Avanza la variante sigilosa de ómicron, una más y absolutamente inadecuada en estos tiempos en los que el que no grita no es.
Rusia aparca en la frontera de Ucrania todo lo que tiene al norte de los Urales. Estados Unidos y sus aliados aguantan (por ahora) el envite a pesar de la tremenda tentación de caer en la irrelevancia y pasar pantalla (ya se dijo en el Foro de Davos del año pasado: en breve, Estados Unidos no va a pintar nada en el mundo y el futuro es China. ¿Europa? Un bonito parque temático).
Pero mientras eso ocurre, el pueblo ucraniano aguanta la respiración (la viene aguantando desde 2014, pero agradece que siete u ocho años después el foco de “lo que merece importar” se haya detenido unos instantes en su pequeño país) y se muestra dispuesto a resistir.
La memoria del Holodomor, borrada por mor del negacionismo comunista, en sus mentes (qué se le va a hacer) está bien vivo. Así que no les pidan un revisionismo histórico a la carta. No les vale.
Pero vayamos a lo importante. Cataluña. Sus brujas.
Criticar a tu yo del pasado para creerte una mejor versión de ti mismo. Para sentir ese placer culpable que produce hablar de otros con desprecio, con inquina o simplemente con esa sensación de superioridad del “eso yo nunca lo haría” sabiendo que estás en el lado correcto de la Historia.
Esa satisfacción del santurrón, la confiada complacencia de los beatos woke, la hipócrita estrechez de miras del converso.
Pero imagínese que al que critica es a su yo de hace cuatrocientos años. Al que en línea más o menos recta (sobre todo si es convergente, sobre todo si no se ha contaminado con sangre de fuera) le conduce a usted.
Sí, al que durante tres siglos, en un número no superado por ningún territorio de España (una particularidad regional ¿quizás?), se dedicó a torturar y asesinar a un buen número de mujeres a las que se dio el nombre de brujas. Por miedo, por ignorancia, por forasteras.

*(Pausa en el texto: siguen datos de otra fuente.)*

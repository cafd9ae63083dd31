#![forbid(unsafe_code)]

//! Turn loose, nested descriptions into normalized virtual nodes.
//!
//! A [`Description`] mirrors the array notation views are written in:
//!
//! ```
//! use opcut_vdom::{build, h, Data, Description};
//!
//! let view: Description = h("div.foo")
//!     .data(Data::new().class("bar", true))
//!     .child("hello")
//!     .child(h("span").child("x"))
//!     .into();
//! let nodes = build(view).unwrap();
//! let div = nodes[0].as_element().unwrap();
//! assert_eq!(div.class_name(), "foo bar");
//! assert_eq!(div.children.len(), 2);
//! ```
//!
//! Normalization rules:
//!
//! - a list starting with text is an element; the text is its selector and an
//!   optional [`Data`] may follow directly;
//! - a list starting with a list, a node or nothing is a fragment whose items
//!   are spliced into the parent;
//! - empty lists, [`Description::Empty`] and `false` vanish;
//! - numbers become text nodes.

use opcut_core::Value;
use opcut_core::value::format_number;

use crate::error::BuildError;
use crate::vnode::{Data, Element, Selector, VNode};

/// Loose view description.
#[derive(Debug, Clone, Default, PartialEq)]
pub enum Description {
    #[default]
    Empty,
    Text(String),
    Number(f64),
    Bool(bool),
    Data(Data),
    List(Vec<Description>),
    Node(VNode),
}

impl Description {
    /// Convert a JSON-shaped value.
    ///
    /// Strings become text (or a selector at the head of a list), maps become
    /// [`Data`] and `null` becomes [`Description::Empty`].
    #[must_use]
    pub fn from_value(value: &Value) -> Self {
        match value {
            Value::Null => Self::Empty,
            Value::Bool(b) => Self::Bool(*b),
            Value::Number(n) => Self::Number(*n),
            Value::String(s) => Self::Text(s.to_string()),
            Value::List(items) => Self::List(items.iter().map(Self::from_value).collect()),
            Value::Map(_) => Self::Data(Data::from_value(value)),
        }
    }

    fn shape(&self) -> &'static str {
        match self {
            Self::Empty => "empty",
            Self::Text(_) => "text",
            Self::Number(_) => "number",
            Self::Bool(_) => "boolean",
            Self::Data(_) => "attribute map",
            Self::List(_) => "list",
            Self::Node(_) => "node",
        }
    }
}

/// Normalize a description into the children of a mount point.
pub fn build(desc: impl Into<Description>) -> Result<Vec<VNode>, BuildError> {
    #[cfg(feature = "tracing")]
    let _span = tracing::trace_span!("build").entered();

    let mut out = Vec::new();
    build_into(desc.into(), &mut out)?;
    Ok(out)
}

fn build_into(desc: Description, out: &mut Vec<VNode>) -> Result<(), BuildError> {
    match desc {
        Description::Empty | Description::Bool(false) => Ok(()),
        Description::Text(text) => {
            out.push(VNode::Text(text));
            Ok(())
        }
        Description::Number(n) => {
            out.push(VNode::Text(format_number(n)));
            Ok(())
        }
        Description::Node(node) => {
            out.push(node);
            Ok(())
        }
        Description::List(items) => build_list(items, out),
        other @ (Description::Bool(true) | Description::Data(_)) => Err(BuildError::invalid(
            format!("bare {} outside of an element", other.shape()),
        )),
    }
}

fn build_list(items: Vec<Description>, out: &mut Vec<VNode>) -> Result<(), BuildError> {
    let mut items = items.into_iter();
    let Some(head) = items.next() else {
        return Ok(());
    };
    match head {
        Description::Text(selector) => {
            let selector = Selector::parse(&selector)?;
            let mut items = items.peekable();
            let data = match items.next_if(|d| matches!(d, Description::Data(_))) {
                Some(Description::Data(data)) => data,
                _ => Data::default(),
            };
            let mut children = Vec::new();
            for child in items {
                build_into(child, &mut children)?;
            }
            out.push(VNode::Element(Element::new(selector, data, children)));
            Ok(())
        }
        head @ (Description::List(_)
        | Description::Node(_)
        | Description::Empty
        | Description::Bool(false)) => {
            build_into(head, out)?;
            items.try_for_each(|item| build_into(item, out))
        }
        other => Err(BuildError::invalid(format!(
            "list starting with a {}",
            other.shape()
        ))),
    }
}

/// Element builder returned by [`h`].
#[derive(Debug, Clone)]
#[must_use]
pub struct ElementBuilder {
    selector: String,
    data: Option<Data>,
    children: Vec<Description>,
}

/// Start an element description from a `tag#id.class` selector.
pub fn h(selector: impl Into<String>) -> ElementBuilder {
    ElementBuilder {
        selector: selector.into(),
        data: None,
        children: Vec::new(),
    }
}

impl ElementBuilder {
    pub fn data(mut self, data: Data) -> Self {
        self.data = Some(data);
        self
    }

    pub fn child(mut self, child: impl Into<Description>) -> Self {
        self.children.push(child.into());
        self
    }

    pub fn children<I, T>(mut self, children: I) -> Self
    where
        I: IntoIterator<Item = T>,
        T: Into<Description>,
    {
        self.children.extend(children.into_iter().map(Into::into));
        self
    }

    /// Build this element alone.
    pub fn build(self) -> Result<VNode, BuildError> {
        let mut nodes = build(self)?;
        nodes
            .pop()
            .ok_or_else(|| BuildError::invalid("element builder produced no node"))
    }
}

impl From<ElementBuilder> for Description {
    fn from(b: ElementBuilder) -> Self {
        let mut items = Vec::with_capacity(b.children.len() + 2);
        items.push(Self::Text(b.selector));
        if let Some(data) = b.data {
            items.push(Self::Data(data));
        }
        items.extend(b.children);
        Self::List(items)
    }
}

impl From<()> for Description {
    fn from((): ()) -> Self {
        Self::Empty
    }
}

impl From<&str> for Description {
    fn from(s: &str) -> Self {
        Self::Text(s.to_owned())
    }
}

impl From<String> for Description {
    fn from(s: String) -> Self {
        Self::Text(s)
    }
}

impl From<&String> for Description {
    fn from(s: &String) -> Self {
        Self::Text(s.clone())
    }
}

impl From<bool> for Description {
    fn from(b: bool) -> Self {
        Self::Bool(b)
    }
}

impl From<f64> for Description {
    fn from(n: f64) -> Self {
        Self::Number(n)
    }
}

macro_rules! impl_from_int {
    ($($t:ty),*) => {
        $(impl From<$t> for Description {
            fn from(n: $t) -> Self {
                Self::Number(n as f64)
            }
        })*
    };
}

impl_from_int!(i32, i64, u32, u64, usize);

impl From<Data> for Description {
    fn from(d: Data) -> Self {
        Self::Data(d)
    }
}

impl From<VNode> for Description {
    fn from(n: VNode) -> Self {
        Self::Node(n)
    }
}

impl From<&Value> for Description {
    fn from(v: &Value) -> Self {
        Self::from_value(v)
    }
}

impl<T: Into<Description>> From<Option<T>> for Description {
    fn from(o: Option<T>) -> Self {
        o.map_or(Self::Empty, Into::into)
    }
}

impl<T: Into<Description>> From<Vec<T>> for Description {
    fn from(items: Vec<T>) -> Self {
        Self::List(items.into_iter().map(Into::into).collect())
    }
}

Un feminicidio, dicen. Por eso hoy las exculpan e incluso las indultan y pretenden hacerlas visibles en calles y plazas de Cataluña. Qué buenos. Qué justos.
¿Quiénes? Los que ahora, para entretener a una población hastiada y cada vez más pobre, enarbolan la bandera de sus brujas para distraer tiempo y recursos de donde son más necesarios. De donde son imprescindibles.
Pero también para sentirse bien, porque su reino no es de este mundo (pero su estratosférica nómina sí) y porque tanto les da viajar por la geografía imaginaria de C.S. Lewis o J.R.R. Tolkien que por la sangre de Wifredo el Velloso o la gesta de Rafael Casanova, el héroe que nunca fue.
Mucho más cómoda la autocomplacencia del que pretende borrar los pecados del pasado, que la incertidumbre del que tiene que hacer frente a los del presente. Muchísimo menos agotador y de resultado más cierto.
Sin embargo, nunca fue más verdad que, puestos a jugar a rehacer el pasado, los gestores de hoy son probablemente los descendientes directos de los que, cegados por la ignorancia y posiblemente la envidia, primero desconfiaban y después señalaban y acusaban sin motivo a las mujeres que ahora pretenden redimir.
Eran los mismos que gritaban a su paso y las insultaban cuando las conducían a la hoguera, los (y las) que les tiraban basura y jaleaban al que encendía la pira o rodeaba su cuello con la soga de la horca. Esos que se extasiaban ante el espectáculo del cuerpo lamido por las llamas o suspendido en el vacío.
Los mismos. Los que ahora persiguen al que disiente. Los que cercan, agreden o silencian al que pone en riesgo lo que siempre han sido, lo que debe permanecer, su aldea, su raza, su gente, su lengua.
Los mismos.
Hoy redimen a sus antepasados porque quemaban brujas. ¿Quién les redimirá a ellos?